For Frying and Finishing

  • 3 cups (720 ml) neutral high-heat oil (peanut, canola, or corn)
  • 2 scallions, thinly sliced on the bias, for garnish
  • 1 tsp toasted sesame seeds (optional)
  • Steamed jasmine rice, for serving
Panda Express-Style Beijing Beef with Peppers and Onions – Closeup

Step-by-Step Instructions

Step 1: Slice and marinate the beef

For ultra-tender strips, place the steak in the freezer for 15–20 minutes to firm slightly. Slice 1/4-inch thick against the grain into 2–3 inch strips. In a bowl, mix 1 tbsp soy sauce, Shaoxing wine, baking soda, and 1 tsp oil. Add beef and toss to coat. Marinate 15 minutes while you prep the vegetables and sauce.

Step 2: Whisk the glossy sweet–tangy sauce

In a measuring cup, whisk together low-sodium soy, dark soy (if using), rice vinegar, ketchup, molasses, brown sugar, chili-garlic sauce, water or broth, and cornstarch until smooth. Stir in the sesame oil (optional). Set aside; stir again just before adding to the pan so the cornstarch stays suspended.

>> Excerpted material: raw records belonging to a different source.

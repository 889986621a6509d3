//! Assemble the motion intervals of a video into one clip.
//!
//! # Strategy
//!
//! 1. Map each interval to a frame range `[floor(start * fps), ceil(end * fps))`
//! 2. Extract each range frame-accurately with `trim`/`atrim`, re-encoding
//!    at the source frame rate so every sub-clip shares codec parameters
//! 3. Join the sub-clips with the concat demuxer using stream copy
//!
//! The joined file is written next to the destination and renamed into
//! place only after ffprobe confirms it has a positive duration. Sub-clips
//! live in a temporary directory that is removed on every exit path.

use std::path::{Path, PathBuf};

use serde::{Deserialize, Serialize};
use tracing::{debug, info};

use curator_models::{EncodingConfig, MotionTrace};

use crate::command::{FfmpegCommand, FfmpegRunner};
use crate::error::{MediaError, MediaResult};
use crate::fs_utils::{persist_over, temp_file_beside};
use crate::probe::{probe_video, VideoInfo};

/// Tolerance for float error when converting seconds to frame indices.
const FRAME_EPSILON: f64 = 1e-6;

/// Frame range extracted for one interval.
#[derive(Debug, Clone, Copy, PartialEq, Eq, Serialize, Deserialize)]
pub struct SegmentPlan {
    /// First frame (inclusive).
    pub start_frame: u64,
    /// Last frame (exclusive).
    pub end_frame: u64,
}

impl SegmentPlan {
    /// Number of frames in the segment.
    pub fn frames(&self) -> u64 {
        self.end_frame - self.start_frame
    }

    /// Segment start in seconds.
    pub fn start_secs(&self, fps: f64) -> f64 {
        self.start_frame as f64 / fps
    }

    /// Segment end in seconds.
    pub fn end_secs(&self, fps: f64) -> f64 {
        self.end_frame as f64 / fps
    }

    /// Segment duration in seconds.
    pub fn duration_secs(&self, fps: f64) -> f64 {
        self.frames() as f64 / fps
    }
}

/// Map a trace to non-empty, non-overlapping frame ranges.
pub fn plan_segments(trace: &MotionTrace, fps: f64) -> Vec<SegmentPlan> {
    let mut plans: Vec<SegmentPlan> = Vec::with_capacity(trace.len());
    let mut covered_to = 0u64;

    for interval in trace.iter() {
        let start_frame = ((interval.start() * fps + FRAME_EPSILON).floor() as u64).max(covered_to);
        let end_frame = (interval.end() * fps - FRAME_EPSILON).ceil().max(0.0) as u64;

        if end_frame <= start_frame {
            continue;
        }

        covered_to = end_frame;
        plans.push(SegmentPlan {
            start_frame,
            end_frame,
        });
    }

    plans
}

/// Total duration of planned segments in seconds.
pub fn planned_duration(plans: &[SegmentPlan], fps: f64) -> f64 {
    plans.iter().map(|p| p.duration_secs(fps)).sum()
}

/// Options for clip assembly.
#[derive(Debug, Clone, PartialEq, Serialize, Deserialize)]
pub struct AssembleOptions {
    /// Frame rate of the (constant frame rate) source.
    pub fps: f64,
    /// Whether the source has an audio stream to carry over.
    pub has_audio: bool,
    /// Output codec settings.
    pub encoding: EncodingConfig,
}

impl AssembleOptions {
    /// Options matching a probed source.
    pub fn for_source(info: &VideoInfo, encoding: EncodingConfig) -> Self {
        Self {
            fps: info.fps,
            has_audio: info.has_audio,
            encoding,
        }
    }

    /// Validate the options.
    pub fn validate(&self) -> MediaResult<()> {
        if !self.fps.is_finite() || self.fps <= 0.0 {
            return Err(MediaError::invalid_config(format!(
                "fps must be positive, got {}",
                self.fps
            )));
        }
        self.encoding.validate().map_err(MediaError::invalid_config)
    }
}

/// Result of clip assembly.
#[derive(Debug, Clone, PartialEq)]
pub enum AssemblyOutcome {
    /// The clip was written.
    Written {
        /// Destination path.
        path: PathBuf,
        /// Duration measured by ffprobe.
        duration_secs: f64,
        /// Number of segments joined.
        segments: usize,
    },
    /// The trace covered no frames; nothing was written.
    NothingToOutput,
}

/// Build the extraction command for one segment.
pub fn build_extract_command(
    source: &Path,
    output: &Path,
    plan: &SegmentPlan,
    options: &AssembleOptions,
) -> FfmpegCommand {
    let cmd = FfmpegCommand::new(source, output).map("0:v:0").video_filter(format!(
        "trim=start_frame={}:end_frame={},setpts=PTS-STARTPTS",
        plan.start_frame, plan.end_frame
    ));

    let cmd = if options.has_audio {
        cmd.map("0:a:0").audio_filter(format!(
            "atrim=start={:.6}:end={:.6},asetpts=PTS-STARTPTS",
            plan.start_secs(options.fps),
            plan.end_secs(options.fps)
        ))
    } else {
        cmd.no_audio()
    };

    cmd.constant_frame_rate(options.fps)
        .encoding(&options.encoding, options.has_audio)
        .format("mp4")
}

/// Build the concat demuxer command joining the listed segments.
pub fn build_concat_command(list: &Path, output: &Path) -> FfmpegCommand {
    FfmpegCommand::new(list, output)
        .input_args(["-f", "concat", "-safe", "0"])
        .codec_copy()
        .faststart()
        .format("mp4")
}

/// Concat demuxer list for `paths`.
pub fn concat_list(paths: &[PathBuf]) -> String {
    paths
        .iter()
        .map(|p| {
            let escaped = p.to_string_lossy().replace('\'', r"'\''");
            format!("file '{}'\n", escaped)
        })
        .collect()
}

/// Write the footage inside `trace` from `source` to `output`.
///
/// `source` must be constant frame rate at `options.fps`. On any failure,
/// including cancellation, nothing is left at `output`.
pub async fn assemble_clip(
    source: &Path,
    trace: &MotionTrace,
    output: &Path,
    options: &AssembleOptions,
    runner: &FfmpegRunner,
) -> MediaResult<AssemblyOutcome> {
    options.validate()?;

    let plans = plan_segments(trace, options.fps);
    if plans.is_empty() {
        debug!(intervals = trace.len(), "No frames to assemble");
        return Ok(AssemblyOutcome::NothingToOutput);
    }

    if !source.exists() {
        return Err(MediaError::FileNotFound(source.to_path_buf()));
    }

    info!(
        source = %source.display(),
        output = %output.display(),
        segments = plans.len(),
        planned_secs = planned_duration(&plans, options.fps),
        "Assembling motion clip"
    );

    let work_dir = tempfile::Builder::new()
        .prefix("curator-segments-")
        .tempdir()?;
    let mut segment_paths = Vec::with_capacity(plans.len());

    for (i, plan) in plans.iter().enumerate() {
        if runner.is_cancelled() {
            return Err(MediaError::Cancelled);
        }

        let seg_path = work_dir.path().join(format!("seg_{:04}.mp4", i));

        debug!(
            segment = i,
            start_frame = plan.start_frame,
            end_frame = plan.end_frame,
            "Extracting segment"
        );

        let cmd = build_extract_command(source, &seg_path, plan, options);
        runner.run(&cmd).await.map_err(|e| match e {
            MediaError::FfmpegFailed {
                message,
                stderr,
                exit_code,
            } => MediaError::ffmpeg_failed(
                format!("Segment {} extraction failed: {}", i, message),
                stderr,
                exit_code,
            ),
            other => other,
        })?;

        segment_paths.push(seg_path);
    }

    let list_path = work_dir.path().join("concat.txt");
    tokio::fs::write(&list_path, concat_list(&segment_paths)).await?;

    let temp = temp_file_beside(output, ".assemble-")?;
    runner
        .run(&build_concat_command(&list_path, temp.path()))
        .await?;

    let info = probe_video(temp.path()).await.map_err(|e| {
        MediaError::ffmpeg_failed(
            format!("Assembled clip is unreadable: {}", e),
            e.stderr().map(str::to_string),
            None,
        )
    })?;

    if !(info.duration > 0.0) {
        return Err(MediaError::ffmpeg_failed(
            "Assembled clip has no duration",
            None,
            None,
        ));
    }

    persist_over(temp, output)?;

    info!(
        output = %output.display(),
        duration_secs = info.duration,
        segments = plans.len(),
        "Motion clip assembled"
    );

    Ok(AssemblyOutcome::Written {
        path: output.to_path_buf(),
        duration_secs: info.duration,
        segments: plans.len(),
    })
}

#[cfg(test)]
mod tests {
    use super::*;
    use curator_models::MotionInterval;

    fn trace(pairs: &[(f64, f64)]) -> MotionTrace {
        pairs
            .iter()
            .map(|(s, e)| MotionInterval::new(*s, *e).unwrap())
            .collect()
    }

    fn options(has_audio: bool) -> AssembleOptions {
        AssembleOptions {
            fps: 30.0,
            has_audio,
            encoding: EncodingConfig::default(),
        }
    }

    #[test]
    fn test_plan_frame_ranges() {
        let plans = plan_segments(&trace(&[(0.0, 59.0 / 30.0), (4.0, 179.0 / 30.0)]), 30.0);
        assert_eq!(
            plans,
            vec![
                SegmentPlan {
                    start_frame: 0,
                    end_frame: 59
                },
                SegmentPlan {
                    start_frame: 120,
                    end_frame: 179
                },
            ]
        );
        assert!((planned_duration(&plans, 30.0) - 118.0 / 30.0).abs() < 1e-9);
    }

    #[test]
    fn test_plan_rounds_outward() {
        let plans = plan_segments(&trace(&[(1.01, 1.99)]), 30.0);
        assert_eq!(
            plans,
            vec![SegmentPlan {
                start_frame: 30,
                end_frame: 60
            }]
        );
    }

    #[test]
    fn test_plan_skips_empty_intervals() {
        assert!(plan_segments(&trace(&[(2.0, 2.0)]), 30.0).is_empty());
        assert!(plan_segments(&MotionTrace::new(), 30.0).is_empty());
    }

    #[test]
    fn test_plan_never_overlaps() {
        let plans = plan_segments(&trace(&[(0.0, 2.0), (1.0, 3.0)]), 30.0);
        assert_eq!(plans.len(), 2);
        assert_eq!(plans[1].start_frame, 60);
        assert_eq!(plans[1].end_frame, 90);
    }

    #[test]
    fn test_extract_command_with_audio() {
        let plan = SegmentPlan {
            start_frame: 120,
            end_frame: 180,
        };
        let args = build_extract_command(
            Path::new("src.mp4"),
            Path::new("seg.mp4"),
            &plan,
            &options(true),
        )
        .build_args();

        assert!(args.windows(2).any(|w| w[0] == "-vf"
            && w[1] == "trim=start_frame=120:end_frame=180,setpts=PTS-STARTPTS"));
        assert!(args.windows(2).any(|w| w[0] == "-af"
            && w[1] == "atrim=start=4.000000:end=6.000000,asetpts=PTS-STARTPTS"));
        assert!(args.windows(2).any(|w| w[0] == "-r" && w[1] == "30"));
        assert!(args.windows(2).any(|w| w[0] == "-c:v" && w[1] == "libx264"));
        assert!(!args.contains(&"-an".to_string()));
    }

    #[test]
    fn test_extract_command_without_audio() {
        let plan = SegmentPlan {
            start_frame: 0,
            end_frame: 30,
        };
        let args = build_extract_command(
            Path::new("src.mp4"),
            Path::new("seg.mp4"),
            &plan,
            &options(false),
        )
        .build_args();

        assert!(args.contains(&"-an".to_string()));
        assert!(!args.contains(&"-af".to_string()));
        assert!(!args.contains(&"-c:a".to_string()));
    }

    #[test]
    fn test_concat_command() {
        let args = build_concat_command(Path::new("list.txt"), Path::new("out.mp4")).build_args();
        let input_pos = args.iter().position(|a| a == "-i").unwrap();
        let concat_pos = args.iter().position(|a| a == "concat").unwrap();

        assert!(concat_pos < input_pos);
        assert!(args.windows(2).any(|w| w[0] == "-c" && w[1] == "copy"));
    }

    #[test]
    fn test_concat_list_escapes_quotes() {
        let list = concat_list(&[PathBuf::from("/tmp/a.mp4"), PathBuf::from("/tmp/it's.mp4")]);
        assert_eq!(list, "file '/tmp/a.mp4'\nfile '/tmp/it'\\''s.mp4'\n");
    }

    #[tokio::test]
    async fn test_empty_trace_writes_nothing() {
        let dir = tempfile::TempDir::new().unwrap();
        let output = dir.path().join("out.mp4");

        let outcome = assemble_clip(
            &dir.path().join("missing.mp4"),
            &MotionTrace::new(),
            &output,
            &options(false),
            &FfmpegRunner::new(),
        )
        .await
        .unwrap();

        assert_eq!(outcome, AssemblyOutcome::NothingToOutput);
        assert!(!output.exists());
        assert_eq!(std::fs::read_dir(dir.path()).unwrap().count(), 0);
    }

    #[tokio::test]
    async fn test_invalid_fps_rejected() {
        let dir = tempfile::TempDir::new().unwrap();
        let mut opts = options(false);
        opts.fps = 0.0;

        let err = assemble_clip(
            &dir.path().join("src.mp4"),
            &trace(&[(0.0, 1.0)]),
            &dir.path().join("out.mp4"),
            &opts,
            &FfmpegRunner::new(),
        )
        .await
        .unwrap_err();

        assert!(matches!(err, MediaError::InvalidConfig(_)));
    }
}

Step 3: Dredge the beef in cornstarch

In a shallow bowl, combine cornstarch, salt, and white pepper. Add marinated beef in 2–3 batches, tossing to thoroughly coat. Shake off excess and place the coated strips on a plate or wire rack so they don’t clump.

Step 4: Flash-fry the beef at 350°F (175°C)

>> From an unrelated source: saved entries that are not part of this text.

//! Motion intervals and traces.
//!
//! A [`MotionInterval`] is a closed time range (in seconds) that contains
//! motion. A [`MotionTrace`] is the ordered list of intervals produced for a
//! single video: the segmenter emits them in increasing start order and the
//! merger keeps that order while removing overlaps.

use serde::{Deserialize, Serialize};
use thiserror::Error;

/// Errors raised when building intervals or traces.
#[derive(Debug, Clone, PartialEq, Error)]
pub enum IntervalError {
    #[error("interval bounds must be finite (start={start}, end={end})")]
    NotFinite { start: f64, end: f64 },

    #[error("interval start must not be negative (start={0})")]
    NegativeStart(f64),

    #[error("interval end {end} is before start {start}")]
    EndBeforeStart { start: f64, end: f64 },

    #[error("interval starting at {next} is out of order (previous start {previous})")]
    OutOfOrder { previous: f64, next: f64 },
}

/// A time range classified as containing motion.
#[derive(Debug, Clone, Copy, PartialEq, Serialize, Deserialize)]
#[serde(try_from = "IntervalBounds")]
pub struct MotionInterval {
    start: f64,
    end: f64,
}

impl MotionInterval {
    /// Create an interval, checking `0 <= start <= end`.
    pub fn new(start: f64, end: f64) -> Result<Self, IntervalError> {
        if !start.is_finite() || !end.is_finite() {
            return Err(IntervalError::NotFinite { start, end });
        }
        if start < 0.0 {
            return Err(IntervalError::NegativeStart(start));
        }
        if end < start {
            return Err(IntervalError::EndBeforeStart { start, end });
        }
        Ok(Self { start, end })
    }

    /// Interval covering `[start_frame, end_frame]` at `fps`.
    pub fn from_frames(start_frame: u64, end_frame: u64, fps: f64) -> Result<Self, IntervalError> {
        Self::new(start_frame as f64 / fps, end_frame as f64 / fps)
    }

    /// Start time in seconds.
    pub fn start(&self) -> f64 {
        self.start
    }

    /// End time in seconds.
    pub fn end(&self) -> f64 {
        self.end
    }

    /// Duration in seconds.
    pub fn duration(&self) -> f64 {
        self.end - self.start
    }

    /// Silent gap between the end of `self` and the start of `next`.
    ///
    /// Negative when the intervals overlap.
    pub fn gap_to(&self, next: &MotionInterval) -> f64 {
        next.start - self.end
    }

    /// Return a copy whose end is extended to cover `other`.
    pub fn extended_to(&self, other: &MotionInterval) -> MotionInterval {
        MotionInterval {
            start: self.start,
            end: self.end.max(other.end),
        }
    }
}

/// Unchecked wire form of [`MotionInterval`].
#[derive(Deserialize)]
struct IntervalBounds {
    start: f64,
    end: f64,
}

impl TryFrom<IntervalBounds> for MotionInterval {
    type Error = IntervalError;

    fn try_from(bounds: IntervalBounds) -> Result<Self, Self::Error> {
        Self::new(bounds.start, bounds.end)
    }
}

/// Ordered sequence of motion intervals for one video.
///
/// Serialized as a plain list; deserialization enforces start order.
#[derive(Debug, Clone, Default, PartialEq, Serialize, Deserialize)]
#[serde(try_from = "Vec<MotionInterval>")]
pub struct MotionTrace(Vec<MotionInterval>);

impl TryFrom<Vec<MotionInterval>> for MotionTrace {
    type Error = IntervalError;

    fn try_from(intervals: Vec<MotionInterval>) -> Result<Self, Self::Error> {
        Self::from_ordered(intervals)
    }
}

impl MotionTrace {
    /// Create an empty trace.
    pub fn new() -> Self {
        Self::default()
    }

    /// Build a trace from intervals that must already be ordered by start.
    pub fn from_ordered(intervals: Vec<MotionInterval>) -> Result<Self, IntervalError> {
        let mut trace = Self(Vec::with_capacity(intervals.len()));
        for interval in intervals {
            trace.push(interval)?;
        }
        Ok(trace)
    }

    /// Append an interval. Its start must not precede the last start.
    pub fn push(&mut self, interval: MotionInterval) -> Result<(), IntervalError> {
        if let Some(last) = self.0.last() {
            if interval.start < last.start {
                return Err(IntervalError::OutOfOrder {
                    previous: last.start,
                    next: interval.start,
                });
            }
        }
        self.0.push(interval);
        Ok(())
    }

    /// Number of intervals.
    pub fn len(&self) -> usize {
        self.0.len()
    }

    /// Whether the trace has no intervals.
    pub fn is_empty(&self) -> bool {
        self.0.is_empty()
    }

    /// Iterate intervals in order.
    pub fn iter(&self) -> std::slice::Iter<'_, MotionInterval> {
        self.0.iter()
    }

    /// Borrow the intervals.
    pub fn as_slice(&self) -> &[MotionInterval] {
        &self.0
    }

    /// Sum of interval durations in seconds.
    pub fn total_duration(&self) -> f64 {
        self.0.iter().map(MotionInterval::duration).sum()
    }

    /// Longest single interval in seconds.
    pub fn longest(&self) -> Option<f64> {
        self.0
            .iter()
            .map(MotionInterval::duration)
            .max_by(|a, b| a.total_cmp(b))
    }

    /// Whether no two intervals overlap.
    pub fn is_disjoint(&self) -> bool {
        self.0.windows(2).all(|w| w[0].end <= w[1].start)
    }
}

/// Collects intervals in start order regardless of input order.
impl FromIterator<MotionInterval> for MotionTrace {
    fn from_iter<I: IntoIterator<Item = MotionInterval>>(iter: I) -> Self {
        let mut intervals: Vec<MotionInterval> = iter.into_iter().collect();
        intervals.sort_by(|a, b| a.start.total_cmp(&b.start));
        Self(intervals)
    }
}

impl<'a> IntoIterator for &'a MotionTrace {
    type Item = &'a MotionInterval;
    type IntoIter = std::slice::Iter<'a, MotionInterval>;

    fn into_iter(self) -> Self::IntoIter {
        self.0.iter()
    }
}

Heat 3 cups oil in a wok or deep skillet to 350°F (175°C). Fry the beef in 2 batches for 90 seconds to 2 minutes, stirring gently to separate, until the coating is crisp and lightly golden. Transfer to a wire rack. For extra crunch, return all beef to the oil for a quick second fry of 30 seconds; drain again. Carefully pour off the oil, leaving about 2 tbsp in the pan.

Step 5: Stir-fry peppers and onions

Return the wok to high heat. Add the onion and cook 30–45 seconds, then add both bell peppers. Stir-fry 2–3 minutes until crisp-tender with slight char. Add the garlic and ginger and stir-fry 30 seconds until fragrant, taking care not to burn.

Step 6: Build and thicken the sauce

Whisk the sauce mixture, then pour it into the hot wok. Bring to a lively simmer, stirring, until thickened and glossy, 45–60 seconds. The sauce should coat a spoon and trail back slowly when stirred.

Step 7: Toss to glaze and serve

Add the fried beef to the wok and toss continuously until every strip is lacquered, 30–45 seconds. Remove from heat immediately to preserve crispness. Garnish with scallions and sesame seeds. Serve at once over steamed jasmine rice.

Pro Tips

  • Slice against the grain; a brief chill in the freezer makes clean, even cuts easier.
  • Keep the baking soda marination to 15–20 minutes; longer can affect taste and texture. If you accidentally go longer, rinse quickly, pat dry, then dredge.
  • Maintain 350°F oil; let it return to temperature between batches for consistent crunch.
  • Double-fry for maximum crisp, but keep the second fry short (about 30 seconds) to avoid overcooking.
  • Work fast once the sauce thickens—overcooking can dull the fresh tang and soften the crust.

Variations

  • Air-Fryer or Oven: After dredging, mist beef with oil and air-fry at 400°F (205°C) for 8–10 minutes, flipping halfway, or bake on a rack at 425°F (220°C) for 12–15 minutes; then toss in sauce.
  • Different Protein: Use thinly sliced pork tenderloin or chicken thigh; cook times remain similar.
  • Gluten-Free: Swap soy sauce for tamari, use GF ketchup, and ensure your chili-garlic sauce is gluten-free.

Storage & Make-Ahead

The crispy texture is best fresh, but leftovers keep in an airtight container in the refrigerator for up to 3 days. Reheat beef separately in a hot skillet or air-fryer (375°F/190°C for 3–4 minutes) to re-crisp, then toss with warmed sauce and vegetables. For prep-ahead, whisk the sauce up to 1 week in advance and store chilled; chop vegetables 1–2 days ahead. Slice the beef earlier in the day and marinate just before cooking.

Nutrition (per serving)

Approximate: 480 calories; 30 g protein; 22 g fat; 36 g carbohydrates; 11 g sugars; 3 g fiber; 720 mg sodium.